Posted Sun Sep 2, 2012, 11:29am
Subject: Thermometer for making coffee
 

In the following thread, I was advised to get a thermometer (with a candy thermometer being mentioned more than once):
"Brewing coffee at the right temperature"

At the time, I was not really setting out to accumulate yet another gadget (how on earth did former generations make good coffee??) and especially didn't want to spend the time to source down a good thermometer.  But I got a change in heart with the ongoing hit-and-miss results of my coffee (more miss than hit).  When I eventually got a bean grinder, I decided that a thermometer was a must in order to make the entire effort worthwhile.

Well, I think I made a mistake in my first foray into kitchen thermometers.  I thought "if everyone spends the time that I do to vet a product before getting it, people lives would be spent online reading and divining the quality assurance of vendors and they generally wouldn't have much of a life outside of that".  I thought this despite numerous experiences in which not spending the time resulted in getting something unsuitable (and hence, getting junk).  This is irrespective of whether I am searching for a high or low end gadget.

The story is no different with this kitchen thermometer.  I visited the local emporium for kitchen goods -- very specialized, catering to chefs, and spoke to various staff.  One staff member (supposedly a chef) tried to settle me on a thermometer which I found didn't even dial up to the boiling temperature of water.  After looking at them all, I settled on Trenton International's Milk Frothing Thermometer, which had a dial reading up to boiling temperature.

Well.  The dial was misleading.  Sticking it into boiling water (100 celsius, or 100C) didn't push the dial beyond 80C.  So I googled "milk frothing", and sure enough, one does not go up to 100C for that.  Dam-a-nation.  At least the first thermometer didn't misrepresent the fact that it didn't go up to 100C.

The chef that tried to settle me on that first thermometer said that digital was more accurate (though at least twice as expensive, and not necessarily equipped with clips that clip to the side of a pot/cup).  Now, having gotten too many academic degrees in technology, I know that this isn't true.  Digital merely takes an analog indicator and digitizes it.  And besides, precision isn't really my problem, range is (though accuracy would be nice even if analog dial didn't permit precision in the fractions of a celsius).

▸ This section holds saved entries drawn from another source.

//! Shot references and their wire codec.
//!
//! A [`Shot`] names a range of frames on one source by index. It owns no
//! media: preview images, frames and audio are fetched from the
//! [`SourceRegistry`] only when asked for, so a shot may refer to frames
//! that have since dropped out of the source's buffer. That is detected at
//! materialisation time, never at construction.
//!
//! Wire format: `{"source": 0, "start": 1234, "length": 90}`.

use serde::{Deserialize, Serialize};

use crate::error::{ShotError, SourceError};
use crate::source::SourceRegistry;
use crate::types::Timecode;

/// Addressable reference to `length` frames of source `source` from `start`.
///
/// A length of 0 means open-ended: the shot plays until stopped.
#[derive(Debug, Clone, Copy, PartialEq, Eq, Hash, Serialize, Deserialize)]
pub struct Shot {
    pub source: usize,
    pub start: Timecode,
    pub length: i64,
}

impl Shot {
    pub fn new(source: usize, start: Timecode, length: i64) -> Self {
        Shot {
            source,
            start,
            length,
        }
    }

    pub fn is_open_ended(&self) -> bool {
        self.length == 0
    }

    /// The same shot with its in-point moved by `offset` frames.
    ///
    /// The start never goes below 0. A finite shot keeps its out-point, so
    /// its length changes by the opposite amount (and never below 1).
    pub fn at_offset(&self, offset: i64) -> Shot {
        let start = self.start.saturating_add(offset).max(0);
        let moved = start.saturating_sub(self.start);
        let length = if self.is_open_ended() {
            0
        } else {
            self.length.saturating_sub(moved).max(1)
        };
        Shot::new(self.source, start, length)
    }

    /// Still image at the shot's in-point.
    pub fn preview(&self, sources: &SourceRegistry) -> Result<Vec<u8>, SourceError> {
        sources.get(self.source)?.preview(self.start)
    }

    /// Reduced-size still at the shot's in-point.
    pub fn thumbnail(&self, sources: &SourceRegistry) -> Result<Vec<u8>, SourceError> {
        sources.get(self.source)?.thumbnail(self.start)
    }

    /// Encoded frame `i` of the shot, `i` in `[0, length)`.
    pub fn frame(&self, sources: &SourceRegistry, i: i64) -> Result<Vec<u8>, SourceError> {
        let tc = self.position_of(i)?;
        sources.get(self.source)?.frame(tc)
    }

    /// Audio samples accompanying frame `i` of the shot.
    pub fn audio(&self, sources: &SourceRegistry, i: i64) -> Result<Vec<u8>, SourceError> {
        let tc = self.position_of(i)?;
        sources.get(self.source)?.audio(tc)
    }

    fn position_of(&self, i: i64) -> Result<Timecode, SourceError> {
        if i < 0 || (!self.is_open_ended() && i >= self.length) {
            return Err(SourceError::OutOfRange {
                requested: self.start.saturating_add(i),
                oldest: self.start,
                live: self.start.saturating_add(self.length.max(1) - 1),
            });
        }
        Ok(self.start.saturating_add(i))
    }

    /// Check this reference against the registry it will be resolved in.
    pub fn validate(self, sources: &SourceRegistry) -> Result<Shot, ShotError> {
        if self.source >= sources.len() {
            return Err(ShotError::UnknownSource {
                index: self.source,
                count: sources.len(),
            });
        }
        if self.start < 0 {
            return Err(ShotError::InvalidStart(self.start));
        }
        if self.length < 0 {
            return Err(ShotError::InvalidLength(self.length));
        }
        Ok(self)
    }

    /// Decode a single shot reference from a JSON body.
    pub fn from_json(body: &str, sources: &SourceRegistry) -> Result<Shot, ShotError> {
        let shot: Shot = serde_json::from_str(body)?;
        shot.validate(sources)
    }

    /// Decode a JSON array of shot references. Any invalid entry rejects the list.
    pub fn list_from_json(body: &str, sources: &SourceRegistry) -> Result<Vec<Shot>, ShotError> {
        let shots: Vec<Shot> = serde_json::from_str(body)?;
        shots.into_iter().map(|s| s.validate(sources)).collect()
    }

    pub fn to_json(&self) -> String {
        // A struct of three integers always serialises
        serde_json::to_string(self).unwrap_or_default()
    }
}

#[cfg(test)]
mod tests {
    use super::*;
    use crate::source::{MemorySource, Source};
    use std::sync::Arc;

    fn registry(count: usize) -> SourceRegistry {
        SourceRegistry::new(
            (0..count)
                .map(|i| Arc::new(MemorySource::new(&format!("cam{}", i), 0, 100)) as Arc<dyn Source>)
                .collect(),
        )
    }

    #[test]
    fn test_round_trip() {
        let sources = registry(2);
        for shot in [Shot::new(0, 0, 0), Shot::new(1, 4242, 90), Shot::new(1, 7, 1)] {
            let encoded = shot.to_json();
            let decoded = Shot::from_json(&encoded, &sources).unwrap();
            assert_eq!(decoded, shot);
            assert_eq!(decoded.to_json(), encoded);
        }
    }

    #[test]
    fn test_wire_field_names() {
        let json: serde_json::Value =
            serde_json::from_str(&Shot::new(3, 120, 30).to_json()).unwrap();
        assert_eq!(json["source"], 3);
        assert_eq!(json["start"], 120);
        assert_eq!(json["length"], 30);
    }

    #[test]
    fn test_decode_rejects_bad_input() {
        let sources = registry(2);
        assert!(matches!(
            Shot::from_json("not json", &sources),
            Err(ShotError::Malformed(_))
        ));
        assert!(matches!(
            Shot::from_json(r#"{"source": 0, "start": 5}"#, &sources),
            Err(ShotError::Malformed(_))
        ));
        assert_eq!(
            Shot::from_json(r#"{"source": 2, "start": 5, "length": 1}"#, &sources),
            Err(ShotError::UnknownSource { index: 2, count: 2 })
        );
        assert_eq!(
            Shot::from_json(r#"{"source": 0, "start": -5, "length": 1}"#, &sources),
            Err(ShotError::InvalidStart(-5))
        );
        assert_eq!(
            Shot::from_json(r#"{"source": 0, "start": 5, "length": -1}"#, &sources),
            Err(ShotError::InvalidLength(-1))
        );
    }

    #[test]
    fn test_list_decode() {
        let sources = registry(2);
        let shots = Shot::list_from_json(
            r#"[{"source":0,"start":1,"length":2},{"source":1,"start":3,"length":4}]"#,
            &sources,
        )
        .unwrap();
        assert_eq!(shots, vec![Shot::new(0, 1, 2), Shot::new(1, 3, 4)]);
        assert!(Shot::list_from_json("[]", &sources).unwrap().is_empty());
        assert!(Shot::list_from_json(r#"[{"source":9,"start":1,"length":2}]"#, &sources).is_err());
    }

    #[test]
    fn test_at_offset() {
        let shot = Shot::new(0, 100, 50);
        assert_eq!(shot.at_offset(-20), Shot::new(0, 80, 70));
        assert_eq!(shot.at_offset(10), Shot::new(0, 110, 40));
        assert_eq!(shot.at_offset(-500), Shot::new(0, 0, 150));
        assert_eq!(shot.at_offset(80), Shot::new(0, 180, 1));
        assert_eq!(Shot::new(1, 10, 0).at_offset(-5), Shot::new(1, 5, 0));
    }

    #[test]
    fn test_at_offset_extreme_lengths() {
        let sources = registry(1);
        let shot = Shot::from_json(
            r#"{"source": 0, "start": 50, "length": 9223372036854775807}"#,
            &sources,
        )
        .unwrap();
        assert_eq!(shot.at_offset(-1), Shot::new(0, 49, i64::MAX));
        assert_eq!(shot.at_offset(i64::MAX), Shot::new(0, i64::MAX, 50));
        assert_eq!(
            Shot::new(0, i64::MAX, 5).at_offset(i64::MIN),
            Shot::new(0, 0, i64::MAX)
        );
        assert!(matches!(
            shot.frame(&sources, i64::MAX),
            Err(SourceError::OutOfRange { live: i64::MAX, .. })
        ));
    }

    #[test]
    fn test_frame_bounds() {
        let sources = registry(1);
        let shot = Shot::new(0, 10, 3);
        assert!(shot.frame(&sources, 0).is_ok());
        assert!(shot.frame(&sources, 2).is_ok());
        assert!(shot.frame(&sources, 3).is_err());
        assert!(shot.frame(&sources, -1).is_err());
        // Open-ended shots accept any non-negative index
        assert!(Shot::new(0, 10, 0).frame(&sources, 50).is_ok());
    }

    #[test]
    fn test_materialisation_checks_validity_late() {
        let sources = registry(1);
        // Constructing a shot past the live position is fine...
        let shot = Shot::new(0, 500, 1);
        // ...fetching it is not
        assert!(matches!(
            shot.preview(&sources),
            Err(SourceError::OutOfRange { requested: 500, .. })
        ));
    }
}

I will spend some time trying to source down a suitable thermometer at some point, but I was wondering if the coffee community might not already know of good candidates.  Something with a clip would be nice, though given a choice between unusable due to inadequate range versus inconvenient due to the absence of a clip, I would of course take inconvenient (but usable) over unusable.

In recommending the model that you do, I would be curious as to whether you actually check the accuracy of the device?  Not a full blown calibration procedure, but perhaps at room temperature and boiling.

Thanks.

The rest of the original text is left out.